** Provided records **
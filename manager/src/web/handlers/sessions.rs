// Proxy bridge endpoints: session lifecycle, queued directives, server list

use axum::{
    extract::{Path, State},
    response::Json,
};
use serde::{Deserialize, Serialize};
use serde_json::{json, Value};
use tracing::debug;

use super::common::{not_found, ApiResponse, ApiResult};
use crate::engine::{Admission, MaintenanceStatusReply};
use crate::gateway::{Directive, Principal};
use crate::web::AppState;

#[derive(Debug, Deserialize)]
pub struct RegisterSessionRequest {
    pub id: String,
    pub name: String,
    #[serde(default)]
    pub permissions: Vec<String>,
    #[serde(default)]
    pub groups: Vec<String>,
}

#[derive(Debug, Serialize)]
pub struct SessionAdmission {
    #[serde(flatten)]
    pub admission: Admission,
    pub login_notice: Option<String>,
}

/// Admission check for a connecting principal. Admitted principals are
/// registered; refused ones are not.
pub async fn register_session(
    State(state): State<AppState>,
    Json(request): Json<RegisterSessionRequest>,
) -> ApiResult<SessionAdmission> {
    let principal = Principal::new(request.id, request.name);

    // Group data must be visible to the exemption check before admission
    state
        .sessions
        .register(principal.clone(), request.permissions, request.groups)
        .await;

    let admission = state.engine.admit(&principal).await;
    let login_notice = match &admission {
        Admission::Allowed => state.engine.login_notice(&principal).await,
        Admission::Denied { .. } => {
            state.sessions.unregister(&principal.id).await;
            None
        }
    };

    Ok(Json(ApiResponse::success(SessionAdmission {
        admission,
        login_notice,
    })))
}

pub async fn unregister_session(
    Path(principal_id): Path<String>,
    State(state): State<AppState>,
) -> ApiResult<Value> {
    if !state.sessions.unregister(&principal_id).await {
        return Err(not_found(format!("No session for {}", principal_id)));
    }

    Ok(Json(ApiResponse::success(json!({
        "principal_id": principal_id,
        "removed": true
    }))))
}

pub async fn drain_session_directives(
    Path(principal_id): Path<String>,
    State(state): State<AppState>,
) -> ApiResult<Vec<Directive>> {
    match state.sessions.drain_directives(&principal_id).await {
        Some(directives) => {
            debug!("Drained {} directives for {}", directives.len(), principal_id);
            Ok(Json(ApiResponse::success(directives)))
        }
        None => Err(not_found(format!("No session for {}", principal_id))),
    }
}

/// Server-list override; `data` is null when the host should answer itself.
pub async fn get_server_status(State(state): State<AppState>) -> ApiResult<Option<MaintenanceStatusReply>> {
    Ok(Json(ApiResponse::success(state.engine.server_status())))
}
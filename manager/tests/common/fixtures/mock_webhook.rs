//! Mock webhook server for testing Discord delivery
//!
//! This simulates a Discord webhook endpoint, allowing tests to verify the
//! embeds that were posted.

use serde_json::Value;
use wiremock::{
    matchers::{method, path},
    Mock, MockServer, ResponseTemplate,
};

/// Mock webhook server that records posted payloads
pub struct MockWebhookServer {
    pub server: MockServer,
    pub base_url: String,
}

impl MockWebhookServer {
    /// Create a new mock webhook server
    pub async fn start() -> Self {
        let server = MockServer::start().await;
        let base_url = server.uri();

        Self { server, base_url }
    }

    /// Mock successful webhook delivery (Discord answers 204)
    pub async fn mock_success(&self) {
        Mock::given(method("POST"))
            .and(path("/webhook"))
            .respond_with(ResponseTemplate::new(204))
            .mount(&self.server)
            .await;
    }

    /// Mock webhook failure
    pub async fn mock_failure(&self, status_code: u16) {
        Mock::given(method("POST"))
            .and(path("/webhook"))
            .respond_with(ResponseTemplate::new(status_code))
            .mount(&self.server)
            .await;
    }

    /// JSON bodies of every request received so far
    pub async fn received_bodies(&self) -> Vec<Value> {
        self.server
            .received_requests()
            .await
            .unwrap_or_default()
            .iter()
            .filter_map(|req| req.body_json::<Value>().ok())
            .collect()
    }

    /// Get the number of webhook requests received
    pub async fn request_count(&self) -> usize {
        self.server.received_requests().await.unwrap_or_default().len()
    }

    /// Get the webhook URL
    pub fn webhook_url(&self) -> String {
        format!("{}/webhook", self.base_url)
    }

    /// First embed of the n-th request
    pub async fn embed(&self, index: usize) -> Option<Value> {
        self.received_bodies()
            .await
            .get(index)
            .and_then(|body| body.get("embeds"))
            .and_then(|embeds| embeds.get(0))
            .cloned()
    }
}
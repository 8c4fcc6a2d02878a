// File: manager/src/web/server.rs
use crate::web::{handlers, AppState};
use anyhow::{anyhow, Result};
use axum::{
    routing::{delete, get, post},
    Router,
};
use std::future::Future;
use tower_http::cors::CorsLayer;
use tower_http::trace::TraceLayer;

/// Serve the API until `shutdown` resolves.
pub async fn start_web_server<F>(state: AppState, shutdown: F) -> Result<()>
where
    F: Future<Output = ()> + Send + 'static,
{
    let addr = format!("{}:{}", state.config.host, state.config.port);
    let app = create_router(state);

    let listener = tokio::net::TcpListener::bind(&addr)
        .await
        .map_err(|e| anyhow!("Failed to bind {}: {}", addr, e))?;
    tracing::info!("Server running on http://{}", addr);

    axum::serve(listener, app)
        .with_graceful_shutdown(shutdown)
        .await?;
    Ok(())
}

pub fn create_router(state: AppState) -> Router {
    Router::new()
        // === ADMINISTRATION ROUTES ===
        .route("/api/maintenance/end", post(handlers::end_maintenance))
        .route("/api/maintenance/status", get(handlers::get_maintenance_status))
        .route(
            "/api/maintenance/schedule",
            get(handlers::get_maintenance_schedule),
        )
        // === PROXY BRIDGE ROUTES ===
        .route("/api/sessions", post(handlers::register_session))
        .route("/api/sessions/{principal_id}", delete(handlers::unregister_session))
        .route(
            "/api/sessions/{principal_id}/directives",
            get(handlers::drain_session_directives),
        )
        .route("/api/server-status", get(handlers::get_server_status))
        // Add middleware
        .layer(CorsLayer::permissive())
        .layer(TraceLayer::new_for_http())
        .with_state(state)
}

** Problem to solve **
Repeat the records above exactly as they appear.

** Exercise answer **
filename manager/src/web/handlers/sessions.rs
// Proxy bridge endpoints: session lifecycle, queued directives, server list

use axum::{
    extract::{Path, State},
    response::Json,
};
use serde::{Deserialize, Serialize};
use serde_json::{json, Value};
use tracing::debug;

use super::common::{not_found, ApiResponse, ApiResult};
use crate::engine::{Admission, MaintenanceStatusReply};
use crate::gateway::{Directive, Principal};
use crate::web::AppState;

#[derive(Debug, Deserialize)]
pub struct RegisterSessionRequest {
    pub id: String,
    pub name: String,
    #[serde(default)]
    pub permissions: Vec<String>,
    #[serde(default)]
    pub groups: Vec<String>,
}

#[derive(Debug, Serialize)]
pub struct SessionAdmission {
    #[serde(flatten)]
    pub admission: Admission,
    pub login_notice: Option<String>,
}

/// Admission check for a connecting principal. Admitted principals are
/// registered; refused ones are not.
pub async fn register_session(
    State(state): State<AppState>,
    Json(request): Json<RegisterSessionRequest>,
) -> ApiResult<SessionAdmission> {
    let principal = Principal::new(request.id, request.name);

    // Group data must be visible to the exemption check before admission
    state
        .sessions
        .register(principal.clone(), request.permissions, request.groups)
        .await;

    let admission = state.engine.admit(&principal).await;
    let login_notice = match &admission {
        Admission::Allowed => state.engine.login_notice(&principal).await,
        Admission::Denied { .. } => {
            state.sessions.unregister(&principal.id).await;
            None
        }
    };

    Ok(Json(ApiResponse::success(SessionAdmission {
        admission,
        login_notice,
    })))
}

pub async fn unregister_session(
    Path(principal_id): Path<String>,
    State(state): State<AppState>,
) -> ApiResult<Value> {
    if !state.sessions.unregister(&principal_id).await {
        return Err(not_found(format!("No session for {}", principal_id)));
    }

    Ok(Json(ApiResponse::success(json!({
        "principal_id": principal_id,
        "removed": true
    }))))
}

pub async fn drain_session_directives(
    Path(principal_id): Path<String>,
    State(state): State<AppState>,
) -> ApiResult<Vec<Directive>> {
    match state.sessions.drain_directives(&principal_id).await {
        Some(directives) => {
            debug!("Drained {} directives for {}", directives.len(), principal_id);
            Ok(Json(ApiResponse::success(directives)))
        }
        None => Err(not_found(format!("No session for {}", principal_id))),
    }
}

/// Server-list override; `data` is null when the host should answer itself.
pub async fn get_server_status(State(state): State<AppState>) -> ApiResult<Option<MaintenanceStatusReply>> {
    Ok(Json(ApiResponse::success(state.engine.server_status())))
}
filename manager/tests/common/fixtures/mock_webhook.rs
//! Mock webhook server for testing Discord delivery
//!
//! This simulates a Discord webhook endpoint, allowing tests to verify the
//! embeds that were posted.

use serde_json::Value;
use wiremock::{
    matchers::{method, path},
    Mock, MockServer, ResponseTemplate,
};

/// Mock webhook server that records posted payloads
pub struct MockWebhookServer {
    pub server: MockServer,
    pub base_url: String,
}

impl MockWebhookServer {
    /// Create a new mock webhook server
    pub async fn start() -> Self {
        let server = MockServer::start().await;
        let base_url = server.uri();

        Self { server, base_url }
    }

    /// Mock successful webhook delivery (Discord answers 204)
    pub async fn mock_success(&self) {
        Mock::given(method("POST"))
            .and(path("/webhook"))
            .respond_with(ResponseTemplate::new(204))
            .mount(&self.server)
            .await;
    }

    /// Mock webhook failure
    pub async fn mock_failure(&self, status_code: u16) {
        Mock::given(method("POST"))
            .and(path("/webhook"))
            .respond_with(ResponseTemplate::new(status_code))
            .mount(&self.server)
            .await;
    }

    /// JSON bodies of every request received so far
    pub async fn received_bodies(&self) -> Vec<Value> {
        self.server
            .received_requests()
            .await
            .unwrap_or_default()
            .iter()
            .filter_map(|req| req.body_json::<Value>().ok())
            .collect()
    }

    /// Get the number of webhook requests received
    pub async fn request_count(&self) -> usize {
        self.server.received_requests().await.unwrap_or_default().len()
    }

    /// Get the webhook URL
    pub fn webhook_url(&self) -> String {
        format!("{}/webhook", self.base_url)
    }

    /// First embed of the n-th request
    pub async fn embed(&self, index: usize) -> Option<Value> {
        self.received_bodies()
            .await
            .get(index)
            .and_then(|body| body.get("embeds"))
            .and_then(|embeds| embeds.get(0))
            .cloned()
    }
}
repository 8c4fcc6a2d02878a
// File: manager/src/web/server.rs
use crate::web::{handlers, AppState};
use anyhow::{anyhow, Result};
use axum::{
    routing::{delete, get, post},
    Router,
};
use std::future::Future;
use tower_http::cors::CorsLayer;
use tower_http::trace::TraceLayer;

/// Serve the API until `shutdown` resolves.
pub async fn start_web_server<F>(state: AppState, shutdown: F) -> Result<()>
where
    F: Future<Output = ()> + Send + 'static,
{
    let addr = format!("{}:{}", state.config.host, state.config.port);
    let app = create_router(state);

    let listener = tokio::net::TcpListener::bind(&addr)
        .await
        .map_err(|e| anyhow!("Failed to bind {}: {}", addr, e))?;
    tracing::info!("Server running on http://{}", addr);

    axum::serve(listener, app)
        .with_graceful_shutdown(shutdown)
        .await?;
    Ok(())
}

pub fn create_router(state: AppState) -> Router {
    Router::new()
        // === ADMINISTRATION ROUTES ===
        .route("/api/maintenance/end", post(handlers::end_maintenance))
        .route("/api/maintenance/status", get(handlers::get_maintenance_status))
        .route(
            "/api/maintenance/schedule",
            get(handlers::get_maintenance_schedule),
        )
        // === PROXY BRIDGE ROUTES ===
        .route("/api/sessions", post(handlers::register_session))
        .route("/api/sessions/{principal_id}", delete(handlers::unregister_session))
        .route(
            "/api/sessions/{principal_id}/directives",
            get(handlers::drain_session_directives),
        )
        .route("/api/server-status", get(handlers::get_server_status))
        // Add middleware
        .layer(CorsLayer::permissive())
        .layer(TraceLayer::new_for_http())
        .with_state(state)
}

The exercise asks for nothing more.